- RECORDS -
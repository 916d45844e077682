use seating::{
    AdjacentNeighbors, Error, NeighborCounter, Seat, SeatMap, SeatingAutomaton, VisibleNeighbors,
};

const EXAMPLE: &str = include_str!("../example.txt");

fn example() -> SeatMap {
    EXAMPLE.parse().unwrap()
}

fn map(layout: &str) -> SeatMap {
    layout.parse().unwrap()
}

#[test]
fn adjacent_settles_on_example() {
    let automaton = SeatingAutomaton::adjacent();

    assert_eq!(automaton.run(&example()), Ok(37));

    let settled = automaton.settle(example()).unwrap();
    assert_eq!(settled.rounds, 6);
    assert_eq!(
        settled.map,
        map("\
#.#L.L#.##
#LLL#LL.L#
L.#.L..#..
#L##.##.L#
#.#L.LL.LL
#.#L#L#.##
..L.L.....
#L#L##L#L#
#.LLLLLL.L
#.#L#L#.##
")
    );
}

#[test]
fn visible_settles_on_example() {
    let automaton = SeatingAutomaton::visible();

    assert_eq!(automaton.run(&example()), Ok(26));

    let settled = automaton.settle(example()).unwrap();
    assert_eq!(settled.rounds, 7);
    assert_eq!(
        settled.map,
        map("\
#.L#.L#.L#
#LLLLLL.LL
L.L.L..#..
##L#.#L.L#
L.L#.LL.L#
#.LLLL#.LL
..#.L.....
LLL###LLL#
#.LLLLL#.L
#.L#LL#.L#
")
    );
}

#[test]
fn adjacent_first_rounds_match_example() {
    let automaton = SeatingAutomaton::adjacent();
    let round1 = automaton.step(&example());
    assert_eq!(round1, map(&EXAMPLE.replace('L', "#")));

    let round2 = automaton.step(&round1);
    assert_eq!(
        round2,
        map("\
#.LL.L#.##
#LLLLLL.L#
L.L.L..L..
#LLL.LL.L#
#.LL.LL.LL
#.LLLL#.##
..L.L.....
#LLLLLLLL#
#.LLLLLL.L
#.#LLLL.##
")
    );
}

#[test]
fn visible_second_round_matches_example() {
    let automaton = SeatingAutomaton::visible();
    let round2 = automaton.step(&automaton.step(&example()));

    assert_eq!(
        round2,
        map("\
#.LL.LL.L#
#LLLLLL.LL
L.L.L..L..
LLLL.LL.LL
L.LL.LL.LL
L.LLLLL.LL
..L.L.....
LLLLLLLLL#
#.LLLLLL.L
#.LLLLL.L#
")
    );
}

#[test]
fn settled_layout_is_a_fixed_point() {
    let adjacent = SeatingAutomaton::adjacent();
    let settled = adjacent.settle(example()).unwrap();
    assert_eq!(adjacent.step(&settled.map), settled.map);

    let visible = SeatingAutomaton::visible();
    let settled = visible.settle(example()).unwrap();
    assert_eq!(visible.step(&settled.map), settled.map);
}

#[test]
fn floor_never_changes() {
    let automaton = SeatingAutomaton::visible();
    let mut sm = example();
    for _ in 0..8 {
        let next = automaton.step(&sm);
        for pos in sm.positions() {
            assert_eq!(
                sm.seat(&pos) == Some(Seat::Floor),
                next.seat(&pos) == Some(Seat::Floor)
            );
        }
        sm = next;
    }
}

fn assert_round_is_simultaneous<N: NeighborCounter>(counter: N, automaton: &SeatingAutomaton<N>) {
    let mut sm = example();
    for _ in 0..4 {
        let next = automaton.step(&sm);
        // Visit seats backwards, each decided from the old layout only.
        let positions = sm.positions().collect::<Vec<_>>();
        for pos in positions.iter().rev() {
            let seat = sm.seat(pos).unwrap();
            let expect = automaton.next_seat(seat, counter.count(&sm, pos));
            assert_eq!(next.seat(pos), Some(expect), "seat at {}", pos);
        }
        sm = next;
    }
}

#[test]
fn round_decides_every_seat_from_previous_layout() {
    assert_round_is_simultaneous(AdjacentNeighbors, &SeatingAutomaton::adjacent());
    assert_round_is_simultaneous(VisibleNeighbors, &SeatingAutomaton::visible());
}

#[test]
fn neighbor_counts_cover_every_seat() {
    let automaton = SeatingAutomaton::adjacent();
    let round1 = automaton.step(&example());
    let counts = automaton.neighbor_counts(&round1);

    assert_eq!(counts.len(), round1.row_n() * round1.col_n());
    assert_eq!(counts[0], 2);
    assert_eq!(counts[11], 6);
}

#[test]
fn transition_rule_follows_threshold() {
    let automaton = SeatingAutomaton::new(AdjacentNeighbors, 4);

    assert_eq!(automaton.next_seat(Seat::Floor, 0), Seat::Floor);
    assert_eq!(automaton.next_seat(Seat::Floor, 8), Seat::Floor);
    assert_eq!(automaton.next_seat(Seat::Empty, 0), Seat::Occupied);
    assert_eq!(automaton.next_seat(Seat::Empty, 1), Seat::Empty);
    assert_eq!(automaton.next_seat(Seat::Occupied, 3), Seat::Occupied);
    assert_eq!(automaton.next_seat(Seat::Occupied, 4), Seat::Empty);
}

#[test]
fn floor_only_layout_settles_at_first_round() {
    let settled = SeatingAutomaton::adjacent().settle(map("...\n...\n")).unwrap();

    assert_eq!(settled.rounds, 1);
    assert_eq!(settled.occupied, 0);
}

#[test]
fn lonely_seat_settles_at_second_round() {
    let settled = SeatingAutomaton::visible().settle(map(".L.\n")).unwrap();

    assert_eq!(settled.rounds, 2);
    assert_eq!(settled.occupied, 1);
}

#[test]
fn single_occupied_seat_counts_from_zero_before_first_round() {
    let settled = SeatingAutomaton::adjacent().settle(map("#\n")).unwrap();

    assert_eq!(settled.rounds, 2);
    assert_eq!(settled.occupied, 1);
}

#[test]
fn steady_occupied_count_ends_rounds_even_if_seats_swap() {
    let automaton = SeatingAutomaton::new(AdjacentNeighbors, 1);
    let settled = automaton.settle(map("##.LL\n")).unwrap();

    assert_eq!(settled.rounds, 2);
    assert_eq!(settled.occupied, 2);
    assert_eq!(settled.map, map("##.LL\n"));

    let next = automaton.step(&settled.map);
    assert_eq!(next, map("LL.##\n"));
    assert_ne!(next, settled.map);
}

#[test]
fn round_bound_reports_not_stabilized() {
    let automaton = SeatingAutomaton::adjacent().with_max_rounds(5);
    assert_eq!(automaton.run(&example()), Err(Error::NotStabilized(5)));

    let automaton = SeatingAutomaton::adjacent().with_max_rounds(6);
    assert_eq!(automaton.run(&example()), Ok(37));
}

#[test]
fn presets_carry_reference_parameters() {
    let adjacent = SeatingAutomaton::adjacent();
    assert_eq!(adjacent.occupied_threshold(), 4);
    assert_eq!(adjacent.max_rounds(), seating::DEFAULT_MAX_ROUNDS);

    let visible = SeatingAutomaton::visible();
    assert_eq!(visible.occupied_threshold(), 5);
    assert_eq!(visible.max_rounds(), 100);
}

#[test]
#[should_panic(expected = "occupied threshold must be at least 1")]
fn zero_threshold_is_rejected() {
    SeatingAutomaton::new(VisibleNeighbors, 0);
}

- INSTRUCTIONS FOR THE TASK -
From the first line to the last, retype the data exactly.

- TASK OUTPUT -
repository 916d45844e077682
use seating::{
    AdjacentNeighbors, Error, NeighborCounter, Seat, SeatMap, SeatingAutomaton, VisibleNeighbors,
};

const EXAMPLE: &str = include_str!("../example.txt");

fn example() -> SeatMap {
    EXAMPLE.parse().unwrap()
}

fn map(layout: &str) -> SeatMap {
    layout.parse().unwrap()
}

#[test]
fn adjacent_settles_on_example() {
    let automaton = SeatingAutomaton::adjacent();

    assert_eq!(automaton.run(&example()), Ok(37));

    let settled = automaton.settle(example()).unwrap();
    assert_eq!(settled.rounds, 6);
    assert_eq!(
        settled.map,
        map("\
#.#L.L#.##
#LLL#LL.L#
L.#.L..#..
#L##.##.L#
#.#L.LL.LL
#.#L#L#.##
..L.L.....
#L#L##L#L#
#.LLLLLL.L
#.#L#L#.##
")
    );
}

#[test]
fn visible_settles_on_example() {
    let automaton = SeatingAutomaton::visible();

    assert_eq!(automaton.run(&example()), Ok(26));

    let settled = automaton.settle(example()).unwrap();
    assert_eq!(settled.rounds, 7);
    assert_eq!(
        settled.map,
        map("\
#.L#.L#.L#
#LLLLLL.LL
L.L.L..#..
##L#.#L.L#
L.L#.LL.L#
#.LLLL#.LL
..#.L.....
LLL###LLL#
#.LLLLL#.L
#.L#LL#.L#
")
    );
}

#[test]
fn adjacent_first_rounds_match_example() {
    let automaton = SeatingAutomaton::adjacent();
    let round1 = automaton.step(&example());
    assert_eq!(round1, map(&EXAMPLE.replace('L', "#")));

    let round2 = automaton.step(&round1);
    assert_eq!(
        round2,
        map("\
#.LL.L#.##
#LLLLLL.L#
L.L.L..L..
#LLL.LL.L#
#.LL.LL.LL
#.LLLL#.##
..L.L.....
#LLLLLLLL#
#.LLLLLL.L
#.#LLLL.##
")
    );
}

#[test]
fn visible_second_round_matches_example() {
    let automaton = SeatingAutomaton::visible();
    let round2 = automaton.step(&automaton.step(&example()));

    assert_eq!(
        round2,
        map("\
#.LL.LL.L#
#LLLLLL.LL
L.L.L..L..
LLLL.LL.LL
L.LL.LL.LL
L.LLLLL.LL
..L.L.....
LLLLLLLLL#
#.LLLLLL.L
#.LLLLL.L#
")
    );
}

#[test]
fn settled_layout_is_a_fixed_point() {
    let adjacent = SeatingAutomaton::adjacent();
    let settled = adjacent.settle(example()).unwrap();
    assert_eq!(adjacent.step(&settled.map), settled.map);

    let visible = SeatingAutomaton::visible();
    let settled = visible.settle(example()).unwrap();
    assert_eq!(visible.step(&settled.map), settled.map);
}

#[test]
fn floor_never_changes() {
    let automaton = SeatingAutomaton::visible();
    let mut sm = example();
    for _ in 0..8 {
        let next = automaton.step(&sm);
        for pos in sm.positions() {
            assert_eq!(
                sm.seat(&pos) == Some(Seat::Floor),
                next.seat(&pos) == Some(Seat::Floor)
            );
        }
        sm = next;
    }
}

fn assert_round_is_simultaneous<N: NeighborCounter>(counter: N, automaton: &SeatingAutomaton<N>) {
    let mut sm = example();
    for _ in 0..4 {
        let next = automaton.step(&sm);
        // Visit seats backwards, each decided from the old layout only.
        let positions = sm.positions().collect::<Vec<_>>();
        for pos in positions.iter().rev() {
            let seat = sm.seat(pos).unwrap();
            let expect = automaton.next_seat(seat, counter.count(&sm, pos));
            assert_eq!(next.seat(pos), Some(expect), "seat at {}", pos);
        }
        sm = next;
    }
}

#[test]
fn round_decides_every_seat_from_previous_layout() {
    assert_round_is_simultaneous(AdjacentNeighbors, &SeatingAutomaton::adjacent());
    assert_round_is_simultaneous(VisibleNeighbors, &SeatingAutomaton::visible());
}

#[test]
fn neighbor_counts_cover_every_seat() {
    let automaton = SeatingAutomaton::adjacent();
    let round1 = automaton.step(&example());
    let counts = automaton.neighbor_counts(&round1);

    assert_eq!(counts.len(), round1.row_n() * round1.col_n());
    assert_eq!(counts[0], 2);
    assert_eq!(counts[11], 6);
}

#[test]
fn transition_rule_follows_threshold() {
    let automaton = SeatingAutomaton::new(AdjacentNeighbors, 4);

    assert_eq!(automaton.next_seat(Seat::Floor, 0), Seat::Floor);
    assert_eq!(automaton.next_seat(Seat::Floor, 8), Seat::Floor);
    assert_eq!(automaton.next_seat(Seat::Empty, 0), Seat::Occupied);
    assert_eq!(automaton.next_seat(Seat::Empty, 1), Seat::Empty);
    assert_eq!(automaton.next_seat(Seat::Occupied, 3), Seat::Occupied);
    assert_eq!(automaton.next_seat(Seat::Occupied, 4), Seat::Empty);
}

#[test]
fn floor_only_layout_settles_at_first_round() {
    let settled = SeatingAutomaton::adjacent().settle(map("...\n...\n")).unwrap();

    assert_eq!(settled.rounds, 1);
    assert_eq!(settled.occupied, 0);
}

#[test]
fn lonely_seat_settles_at_second_round() {
    let settled = SeatingAutomaton::visible().settle(map(".L.\n")).unwrap();

    assert_eq!(settled.rounds, 2);
    assert_eq!(settled.occupied, 1);
}

#[test]
fn single_occupied_seat_counts_from_zero_before_first_round() {
    let settled = SeatingAutomaton::adjacent().settle(map("#\n")).unwrap();

    assert_eq!(settled.rounds, 2);
    assert_eq!(settled.occupied, 1);
}

#[test]
fn steady_occupied_count_ends_rounds_even_if_seats_swap() {
    let automaton = SeatingAutomaton::new(AdjacentNeighbors, 1);
    let settled = automaton.settle(map("##.LL\n")).unwrap();

    assert_eq!(settled.rounds, 2);
    assert_eq!(settled.occupied, 2);
    assert_eq!(settled.map, map("##.LL\n"));

    let next = automaton.step(&settled.map);
    assert_eq!(next, map("LL.##\n"));
    assert_ne!(next, settled.map);
}

#[test]
fn round_bound_reports_not_stabilized() {
    let automaton = SeatingAutomaton::adjacent().with_max_rounds(5);
    assert_eq!(automaton.run(&example()), Err(Error::NotStabilized(5)));

    let automaton = SeatingAutomaton::adjacent().with_max_rounds(6);
    assert_eq!(automaton.run(&example()), Ok(37));
}

#[test]
fn presets_carry_reference_parameters() {
    let adjacent = SeatingAutomaton::adjacent();
    assert_eq!(adjacent.occupied_threshold(), 4);
    assert_eq!(adjacent.max_rounds(), seating::DEFAULT_MAX_ROUNDS);

    let visible = SeatingAutomaton::visible();
    assert_eq!(visible.occupied_threshold(), 5);
    assert_eq!(visible.max_rounds(), 100);
}

#[test]
#[should_panic(expected = "occupied threshold must be at least 1")]
fn zero_threshold_is_rejected() {
    SeatingAutomaton::new(VisibleNeighbors, 0);
}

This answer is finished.